What you are asked to do:
The answer must be an exact copy of every record.

Supplied data:
───

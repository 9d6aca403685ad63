//! Overlapping word-window segmentation for categorization.
//!
//! Categorization prompts are fixed-size windows over the whitespace
//! tokenization of a session's assembled transcript. Overlap gives each
//! window local context from its predecessor while keeping the per-call
//! payload bounded.

use crate::config::SegmenterConfig;
use crate::providers::Categorizer;
use crate::session::CategorySegment;

/// Build the window prompts over `text`.
///
/// The first window covers words `[0, window_size)`; each subsequent window
/// starts `overlap` words before the previous end. A trailing remainder
/// shorter than `window_size` produces no window, and fewer than
/// `window_size` words in total produce none at all.
pub fn window_prompts(text: &str, window_size: usize, overlap: usize) -> Vec<String> {
    let words: Vec<&str> = text.split_whitespace().collect();
    if window_size == 0 || words.len() < window_size {
        return Vec::new();
    }

    let mut prompts = vec![words[..window_size].join(" ")];
    let mut last_end = window_size;
    while last_end < words.len() {
        let start = last_end.saturating_sub(overlap);
        let end = start + window_size;
        if end > words.len() || end <= last_end {
            break;
        }
        prompts.push(words[start..end].join(" "));
        last_end = end;
    }
    prompts
}

/// Categorize every window of `transcript`, preserving window order.
///
/// A window the categorizer gives up on (or errors out of) is kept with a
/// `None` result so the output still covers the whole transcript.
pub async fn categorize_transcript(
    categorizer: &dyn Categorizer,
    transcript: &str,
    config: &SegmenterConfig,
) -> Vec<CategorySegment> {
    let mut segments = Vec::new();
    for prompt in window_prompts(transcript, config.window_size, config.overlap) {
        let result = match categorizer.categorize(&prompt).await {
            Ok(Some(text)) => Some(text),
            Ok(None) => {
                tracing::warn!(prompt = %prompt, "Categorizer exhausted retries on window");
                None
            }
            Err(e) => {
                tracing::error!(prompt = %prompt, error = %e, "Categorization failed");
                None
            }
        };
        segments.push(CategorySegment { prompt, result });
    }
    segments
}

───

Reply to the exercise:
repository 9d6aca403685ad63
//! Overlapping word-window segmentation for categorization.
//!
//! Categorization prompts are fixed-size windows over the whitespace
//! tokenization of a session's assembled transcript. Overlap gives each
//! window local context from its predecessor while keeping the per-call
//! payload bounded.

use crate::config::SegmenterConfig;
use crate::providers::Categorizer;
use crate::session::CategorySegment;

/// Build the window prompts over `text`.
///
/// The first window covers words `[0, window_size)`; each subsequent window
/// starts `overlap` words before the previous end. A trailing remainder
/// shorter than `window_size` produces no window, and fewer than
/// `window_size` words in total produce none at all.
pub fn window_prompts(text: &str, window_size: usize, overlap: usize) -> Vec<String> {
    let words: Vec<&str> = text.split_whitespace().collect();
    if window_size == 0 || words.len() < window_size {
        return Vec::new();
    }

    let mut prompts = vec![words[..window_size].join(" ")];
    let mut last_end = window_size;
    while last_end < words.len() {
        let start = last_end.saturating_sub(overlap);
        let end = start + window_size;
        if end > words.len() || end <= last_end {
            break;
        }
        prompts.push(words[start..end].join(" "));
        last_end = end;
    }
    prompts
}

/// Categorize every window of `transcript`, preserving window order.
///
/// A window the categorizer gives up on (or errors out of) is kept with a
/// `None` result so the output still covers the whole transcript.
pub async fn categorize_transcript(
    categorizer: &dyn Categorizer,
    transcript: &str,
    config: &SegmenterConfig,
) -> Vec<CategorySegment> {
    let mut segments = Vec::new();
    for prompt in window_prompts(transcript, config.window_size, config.overlap) {
        let result = match categorizer.categorize(&prompt).await {
            Ok(Some(text)) => Some(text),
            Ok(None) => {
                tracing::warn!(prompt = %prompt, "Categorizer exhausted retries on window");
                None
            }
            Err(e) => {
                tracing::error!(prompt = %prompt, error = %e, "Categorization failed");
                None
            }
        };
        segments.push(CategorySegment { prompt, result });
    }
    segments
}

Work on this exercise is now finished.